Task to carry out:
Below are records. Find each line in them that holds the word "eprintln" and copy it.

[Collected data]
━━━━

//! episode-finder: Command-line interface and HTTP service

use anyhow::Result;
use clap::{Parser, Subcommand};
use episode_finder::config::{path_resolver, AppConfig};
use episode_finder::{api, DiscussionFinder, OutlierFilter};
use tracing_subscriber::{layer::SubscriberExt, util::SubscriberInitExt};

// ============================================================================
// CLI Implementation
// ============================================================================

/// episode-finder: find a community's episode discussion threads
#[derive(Parser)]
#[command(name = "episode-finder")]
#[command(author, version, about, long_about = None)]
struct Cli {
    /// Enable verbose logging
    #[arg(short, long, global = true)]
    verbose: bool,

    /// Path to the config file (default: $XDG_CONFIG_HOME/episode-finder/config.toml)
    #[arg(short, long, global = true)]
    config: Option<String>,

    #[command(subcommand)]
    command: Commands,
}

#[derive(Subcommand)]
enum Commands {
    /// Initialize episode-finder configuration
    Init {
        /// Force overwrite existing configuration
        #[arg(short, long)]
        force: bool,
    },
    /// Start the HTTP server
    Serve {
        /// Address to bind, e.g. 0.0.0.0:8000
        #[arg(short, long)]
        bind: Option<String>,

        /// Submissions fetched per community
        #[arg(short, long)]
        limit: Option<usize>,
    },
    /// Print the discussions of one community as JSON
    Discussions {
        /// Community name, without the r/ prefix
        community: String,

        /// Submissions to fetch
        #[arg(short, long)]
        limit: Option<usize>,

        /// Include submission, discussion and season counts
        #[arg(short, long)]
        summary: bool,
    },
}

fn load_config(cli: &Cli) -> Result<AppConfig> {
    let path = cli
        .config
        .as_deref()
        .map(path_resolver::resolve_path)
        .transpose()?;
    AppConfig::load(path.as_deref())
}

#[tokio::main]
async fn main() -> Result<()> {
    let cli = Cli::parse();

    let default_level = match (&cli.command, cli.verbose) {
        (_, true) => "debug",
        (Commands::Serve { .. }, false) => "info",
        _ => "warn",
    };
    tracing_subscriber::registry()
        .with(tracing_subscriber::EnvFilter::new(
            std::env::var("RUST_LOG").unwrap_or_else(|_| default_level.to_string()),
        ))
        .with(
            tracing_subscriber::fmt::layer()
                .with_target(false)
                .with_writer(std::io::stderr),
        )
        .init();

    match &cli.command {
        Commands::Init { force } => {
            let config_dir = path_resolver::get_config_dir();
            let config_path = path_resolver::get_default_config_path();

            eprintln!("Initializing episode-finder configuration...");
            eprintln!("Config directory: {}", config_dir.display());

            if !config_dir.exists() {
                std::fs::create_dir_all(&config_dir)?;
                eprintln!("Created config directory");
            }

            if config_path.exists() && !force {
                eprintln!("Configuration file already exists: {}", config_path.display());
                eprintln!("Use --force to overwrite");
                return Ok(());
            }

            let default_config = AppConfig::default();
            std::fs::write(&config_path, default_config.to_toml()?)?;

            eprintln!("Created configuration file: {}", config_path.display());
            eprintln!("\nAdd reddit_client_id and reddit_client_secret to {} before serving.", config_path.display());
            Ok(())
        }
        Commands::Serve { bind, limit } => {
            let mut config = load_config(&cli)?;
            if let Some(bind) = bind {
                config = config.with_bind_address(bind);
            }
            if let Some(limit) = limit {
                config = config.with_search_limit(*limit);
            }
            config.validate()?;

            eprintln!("episode-finder API starting on {}...", config.bind_address());
            api::serve(&config).await
        }
        Commands::Discussions {
            community,
            limit,
            summary,
        } => {
            let mut config = load_config(&cli)?;
            if let Some(limit) = limit {
                config = config.with_search_limit(*limit);
            }
            config.validate()?;

            let finder = DiscussionFinder::new(config.reddit_client()?)
                .with_limit(config.search_limit())
                .with_filter(OutlierFilter::with_threshold(config.outlier_threshold()));

            let report = finder.report(community, None).await?;
            let output = if *summary {
                serde_json::to_string_pretty(&report)?
            } else {
                serde_json::to_string_pretty(&report.discussions)?
            };
            println!("{}", output);
            Ok(())
        }
    }
}
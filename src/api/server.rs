//! HTTP server implementation for the API

use anyhow::Result;
use axum::{
    extract::{Query, State},
    http::StatusCode,
    response::Json,
    routing::get,
    Router,
};
use std::sync::Arc;
use tower_http::trace::TraceLayer;
use tracing::info;

use super::models::{ApiError, DiscussionsQuery, StatusResponse};
use crate::classify::{DiscussionRecord, OutlierFilter};
use crate::config::AppConfig;
use crate::finder::DiscussionFinder;
use crate::source::reddit::MAX_SEARCH_LIMIT;
use crate::source::{is_valid_community, SubmissionSource};

/// Finder shared by all requests
pub type SharedFinder = Arc<DiscussionFinder<Box<dyn SubmissionSource>>>;

/// Shared application state
#[derive(Clone)]
pub struct AppState {
    pub finder: SharedFinder,
}

impl AppState {
    /// Wrap any submission source
    pub fn new(finder: DiscussionFinder<Box<dyn SubmissionSource>>) -> Self {
        Self {
            finder: Arc::new(finder),
        }
    }
}

/// Build the application router
pub fn router(state: AppState) -> Router {
    Router::new()
        .route("/", get(status_handler))
        .route("/discussions", get(discussions_handler))
        .with_state(state)
        .layer(TraceLayer::new_for_http())
}

/// Configure and start the HTTP server
pub async fn serve(config: &AppConfig) -> Result<()> {
    let source: Box<dyn SubmissionSource> = Box::new(config.reddit_client()?);
    let finder = DiscussionFinder::new(source)
        .with_limit(config.search_limit())
        .with_filter(OutlierFilter::with_threshold(config.outlier_threshold()));
    let app = router(AppState::new(finder));

    let listener = tokio::net::TcpListener::bind(config.bind_address()).await?;
    info!("API server listening on http://{}", listener.local_addr()?);

    axum::serve(listener, app)
        .with_graceful_shutdown(shutdown_signal())
        .await?;

    info!("API server stopped");
    Ok(())
}

async fn shutdown_signal() {
    if tokio::signal::ctrl_c().await.is_err() {
        // No signal handler available: run until the process is killed
        std::future::pending::<()>().await;
    }
}

/// Liveness handler
async fn status_handler() -> Json<StatusResponse> {
    Json(StatusResponse {
        status: StatusCode::OK.as_u16(),
    })
}

/// Discussions of one community
async fn discussions_handler(
    State(state): State<AppState>,
    Query(query): Query<DiscussionsQuery>,
) -> Result<Json<Vec<DiscussionRecord>>, ApiError> {
    let subreddit = query.subreddit.trim().trim_start_matches("r/");
    if subreddit.is_empty() {
        return Err(ApiError::bad_request("subreddit must not be empty"));
    }
    if !is_valid_community(subreddit) {
        return Err(ApiError::bad_request(format!(
            "invalid subreddit name `{}`",
            subreddit
        )));
    }

    if let Some(limit) = query.limit {
        if limit == 0 || limit > MAX_SEARCH_LIMIT {
            return Err(ApiError::bad_request(format!(
                "limit must be between 1 and {}",
                MAX_SEARCH_LIMIT
            )));
        }
    }

    let report = state.finder.report(subreddit, query.limit).await?;
    Ok(Json(report.discussions))
}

━━━━

Response box:
            eprintln!("Initializing episode-finder configuration...");
            eprintln!("Config directory: {}", config_dir.display());
                eprintln!("Created config directory");
                eprintln!("Configuration file already exists: {}", config_path.display());
                eprintln!("Use --force to overwrite");
            eprintln!("Created configuration file: {}", config_path.display());
            eprintln!("\nAdd reddit_client_id and reddit_client_secret to {} before serving.", config_path.display());
            eprintln!("episode-finder API starting on {}...", config.bind_address());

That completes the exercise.